Return the count of lines in the following records that include "this", and nothing more.

Data supplied =
◇ ◇ ◇ ◇ ◇
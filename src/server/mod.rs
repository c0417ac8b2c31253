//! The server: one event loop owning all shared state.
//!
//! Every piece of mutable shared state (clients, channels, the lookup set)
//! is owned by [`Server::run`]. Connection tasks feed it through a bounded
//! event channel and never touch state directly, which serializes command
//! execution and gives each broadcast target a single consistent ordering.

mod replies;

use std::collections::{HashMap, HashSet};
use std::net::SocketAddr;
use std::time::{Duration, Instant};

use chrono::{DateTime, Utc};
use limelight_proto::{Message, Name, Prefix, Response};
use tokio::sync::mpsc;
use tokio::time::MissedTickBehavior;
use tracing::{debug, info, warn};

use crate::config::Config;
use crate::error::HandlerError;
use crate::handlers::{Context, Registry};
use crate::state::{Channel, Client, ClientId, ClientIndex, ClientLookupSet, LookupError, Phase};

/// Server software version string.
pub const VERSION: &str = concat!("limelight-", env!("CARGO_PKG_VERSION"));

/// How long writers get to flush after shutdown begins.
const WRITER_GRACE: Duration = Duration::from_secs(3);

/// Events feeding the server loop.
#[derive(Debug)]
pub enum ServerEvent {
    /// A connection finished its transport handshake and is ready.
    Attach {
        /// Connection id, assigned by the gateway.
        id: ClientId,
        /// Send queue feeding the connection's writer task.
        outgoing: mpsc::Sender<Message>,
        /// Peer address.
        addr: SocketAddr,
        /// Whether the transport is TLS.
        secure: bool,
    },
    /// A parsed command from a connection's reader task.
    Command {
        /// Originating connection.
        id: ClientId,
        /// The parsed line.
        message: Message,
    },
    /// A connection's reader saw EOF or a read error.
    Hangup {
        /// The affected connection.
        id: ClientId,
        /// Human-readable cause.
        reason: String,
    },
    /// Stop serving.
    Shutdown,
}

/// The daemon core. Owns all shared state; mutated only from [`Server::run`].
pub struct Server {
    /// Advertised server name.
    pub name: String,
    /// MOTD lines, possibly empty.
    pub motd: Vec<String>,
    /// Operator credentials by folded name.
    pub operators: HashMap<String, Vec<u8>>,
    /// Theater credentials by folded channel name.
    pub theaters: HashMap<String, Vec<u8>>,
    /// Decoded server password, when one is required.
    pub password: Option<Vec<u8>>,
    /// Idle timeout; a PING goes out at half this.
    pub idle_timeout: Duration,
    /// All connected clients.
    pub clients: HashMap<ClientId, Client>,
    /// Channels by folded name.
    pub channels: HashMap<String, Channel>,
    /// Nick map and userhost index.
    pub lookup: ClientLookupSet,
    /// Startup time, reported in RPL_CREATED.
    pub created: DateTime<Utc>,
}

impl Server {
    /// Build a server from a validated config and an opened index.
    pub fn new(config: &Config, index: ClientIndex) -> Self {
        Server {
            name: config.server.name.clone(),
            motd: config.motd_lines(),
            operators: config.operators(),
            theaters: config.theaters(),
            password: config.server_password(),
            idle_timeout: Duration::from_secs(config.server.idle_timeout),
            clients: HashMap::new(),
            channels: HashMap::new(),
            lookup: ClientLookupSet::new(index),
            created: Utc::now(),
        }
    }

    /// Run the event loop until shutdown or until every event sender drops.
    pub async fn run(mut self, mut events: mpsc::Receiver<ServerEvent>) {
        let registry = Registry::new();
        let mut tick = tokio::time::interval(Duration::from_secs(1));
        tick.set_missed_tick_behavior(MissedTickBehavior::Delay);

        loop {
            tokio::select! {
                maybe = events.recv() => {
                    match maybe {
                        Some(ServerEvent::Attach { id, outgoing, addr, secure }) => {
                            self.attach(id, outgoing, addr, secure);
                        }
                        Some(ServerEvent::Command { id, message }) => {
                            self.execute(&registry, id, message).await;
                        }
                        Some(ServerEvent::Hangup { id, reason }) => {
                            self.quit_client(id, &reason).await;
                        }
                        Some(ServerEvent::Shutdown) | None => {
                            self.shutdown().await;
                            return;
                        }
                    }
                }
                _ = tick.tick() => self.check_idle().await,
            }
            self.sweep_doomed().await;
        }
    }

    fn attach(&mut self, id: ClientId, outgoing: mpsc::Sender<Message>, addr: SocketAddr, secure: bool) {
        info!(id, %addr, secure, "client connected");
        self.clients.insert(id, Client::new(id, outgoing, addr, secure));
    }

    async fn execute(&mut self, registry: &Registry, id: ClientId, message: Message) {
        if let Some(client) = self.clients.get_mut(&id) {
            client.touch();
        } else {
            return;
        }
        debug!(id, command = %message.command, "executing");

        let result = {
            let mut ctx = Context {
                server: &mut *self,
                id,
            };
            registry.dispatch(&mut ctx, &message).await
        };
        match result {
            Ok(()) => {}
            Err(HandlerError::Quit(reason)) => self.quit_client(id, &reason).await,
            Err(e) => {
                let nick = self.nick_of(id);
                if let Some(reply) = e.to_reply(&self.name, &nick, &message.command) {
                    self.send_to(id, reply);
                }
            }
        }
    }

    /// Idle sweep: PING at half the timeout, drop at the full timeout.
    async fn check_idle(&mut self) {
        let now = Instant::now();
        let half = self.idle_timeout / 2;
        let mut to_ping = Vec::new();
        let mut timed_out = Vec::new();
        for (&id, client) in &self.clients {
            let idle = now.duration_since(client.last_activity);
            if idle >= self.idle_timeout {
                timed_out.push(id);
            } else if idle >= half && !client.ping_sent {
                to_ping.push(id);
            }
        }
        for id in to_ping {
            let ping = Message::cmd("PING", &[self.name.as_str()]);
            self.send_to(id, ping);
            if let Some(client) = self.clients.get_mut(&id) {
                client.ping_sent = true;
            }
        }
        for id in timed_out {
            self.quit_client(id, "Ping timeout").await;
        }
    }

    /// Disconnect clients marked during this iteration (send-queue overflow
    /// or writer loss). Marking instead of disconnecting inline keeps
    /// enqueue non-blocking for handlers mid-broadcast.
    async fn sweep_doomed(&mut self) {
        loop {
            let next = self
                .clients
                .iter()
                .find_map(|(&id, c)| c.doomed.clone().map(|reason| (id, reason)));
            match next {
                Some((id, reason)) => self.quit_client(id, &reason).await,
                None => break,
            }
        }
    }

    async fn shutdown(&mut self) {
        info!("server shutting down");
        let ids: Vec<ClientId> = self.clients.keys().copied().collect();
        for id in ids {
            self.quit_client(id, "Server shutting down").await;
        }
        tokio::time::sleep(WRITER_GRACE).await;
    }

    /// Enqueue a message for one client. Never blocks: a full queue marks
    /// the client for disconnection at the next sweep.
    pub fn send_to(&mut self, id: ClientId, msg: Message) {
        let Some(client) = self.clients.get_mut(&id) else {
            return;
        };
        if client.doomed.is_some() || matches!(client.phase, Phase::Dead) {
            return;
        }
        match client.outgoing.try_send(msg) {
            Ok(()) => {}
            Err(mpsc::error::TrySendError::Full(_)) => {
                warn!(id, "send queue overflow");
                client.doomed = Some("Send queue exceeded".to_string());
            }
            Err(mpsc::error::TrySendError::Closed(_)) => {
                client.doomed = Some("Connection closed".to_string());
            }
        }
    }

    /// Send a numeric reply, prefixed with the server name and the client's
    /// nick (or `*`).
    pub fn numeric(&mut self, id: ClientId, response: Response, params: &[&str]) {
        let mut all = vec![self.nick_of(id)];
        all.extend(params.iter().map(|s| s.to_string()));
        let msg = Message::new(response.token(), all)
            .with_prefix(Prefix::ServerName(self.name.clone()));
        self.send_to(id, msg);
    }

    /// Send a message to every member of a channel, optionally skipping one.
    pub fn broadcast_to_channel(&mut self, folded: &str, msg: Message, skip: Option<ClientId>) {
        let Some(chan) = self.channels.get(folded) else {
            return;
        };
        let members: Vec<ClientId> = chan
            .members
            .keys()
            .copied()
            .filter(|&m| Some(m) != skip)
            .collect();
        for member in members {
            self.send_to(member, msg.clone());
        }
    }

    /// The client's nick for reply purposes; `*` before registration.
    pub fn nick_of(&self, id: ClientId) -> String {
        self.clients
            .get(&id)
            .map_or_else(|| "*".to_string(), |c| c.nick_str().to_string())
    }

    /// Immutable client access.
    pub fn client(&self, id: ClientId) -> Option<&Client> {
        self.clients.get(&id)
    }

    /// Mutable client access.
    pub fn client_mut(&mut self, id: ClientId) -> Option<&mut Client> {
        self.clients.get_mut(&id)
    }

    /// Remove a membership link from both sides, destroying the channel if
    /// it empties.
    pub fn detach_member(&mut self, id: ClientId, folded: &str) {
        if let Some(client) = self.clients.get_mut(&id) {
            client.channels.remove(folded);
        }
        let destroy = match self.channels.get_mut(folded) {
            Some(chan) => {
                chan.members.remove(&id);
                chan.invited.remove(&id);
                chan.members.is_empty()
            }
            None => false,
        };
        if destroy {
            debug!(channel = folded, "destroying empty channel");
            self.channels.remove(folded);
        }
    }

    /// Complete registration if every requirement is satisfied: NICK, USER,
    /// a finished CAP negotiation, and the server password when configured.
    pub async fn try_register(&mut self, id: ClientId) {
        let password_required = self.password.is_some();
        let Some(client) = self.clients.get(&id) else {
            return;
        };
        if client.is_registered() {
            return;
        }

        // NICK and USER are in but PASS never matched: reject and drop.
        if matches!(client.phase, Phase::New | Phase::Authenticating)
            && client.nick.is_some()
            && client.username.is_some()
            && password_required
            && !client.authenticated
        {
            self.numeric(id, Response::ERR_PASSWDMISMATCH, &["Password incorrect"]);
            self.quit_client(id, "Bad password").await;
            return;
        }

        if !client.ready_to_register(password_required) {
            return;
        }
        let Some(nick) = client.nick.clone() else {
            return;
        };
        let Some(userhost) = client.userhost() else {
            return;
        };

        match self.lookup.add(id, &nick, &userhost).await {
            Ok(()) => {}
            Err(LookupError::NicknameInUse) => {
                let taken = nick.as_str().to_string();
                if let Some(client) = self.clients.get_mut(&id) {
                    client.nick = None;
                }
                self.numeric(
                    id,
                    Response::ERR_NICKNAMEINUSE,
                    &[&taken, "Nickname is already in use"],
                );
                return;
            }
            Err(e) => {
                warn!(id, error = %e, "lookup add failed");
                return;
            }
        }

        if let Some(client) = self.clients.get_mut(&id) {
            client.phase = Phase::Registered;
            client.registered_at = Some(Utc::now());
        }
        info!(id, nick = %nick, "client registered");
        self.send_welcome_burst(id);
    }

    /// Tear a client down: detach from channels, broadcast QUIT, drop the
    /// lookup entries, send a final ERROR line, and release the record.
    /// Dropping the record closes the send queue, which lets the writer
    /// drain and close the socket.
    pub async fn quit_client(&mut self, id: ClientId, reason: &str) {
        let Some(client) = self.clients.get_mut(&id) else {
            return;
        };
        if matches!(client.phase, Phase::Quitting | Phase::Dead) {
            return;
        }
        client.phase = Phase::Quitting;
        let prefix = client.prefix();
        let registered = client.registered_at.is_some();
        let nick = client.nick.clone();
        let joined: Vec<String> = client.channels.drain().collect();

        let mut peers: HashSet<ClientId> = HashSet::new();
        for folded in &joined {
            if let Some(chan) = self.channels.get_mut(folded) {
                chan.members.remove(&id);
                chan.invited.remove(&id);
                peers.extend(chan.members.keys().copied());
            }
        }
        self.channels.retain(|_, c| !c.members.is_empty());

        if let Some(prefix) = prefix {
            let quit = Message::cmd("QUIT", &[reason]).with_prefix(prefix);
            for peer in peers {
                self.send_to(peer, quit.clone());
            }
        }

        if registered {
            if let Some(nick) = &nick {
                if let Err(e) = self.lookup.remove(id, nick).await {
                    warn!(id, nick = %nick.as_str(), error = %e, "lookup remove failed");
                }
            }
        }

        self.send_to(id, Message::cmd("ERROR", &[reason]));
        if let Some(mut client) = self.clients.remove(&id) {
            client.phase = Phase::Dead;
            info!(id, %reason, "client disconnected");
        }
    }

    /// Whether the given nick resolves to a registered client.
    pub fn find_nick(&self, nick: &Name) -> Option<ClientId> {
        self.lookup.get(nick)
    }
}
◇ ◇ ◇ ◇ ◇
Result = 2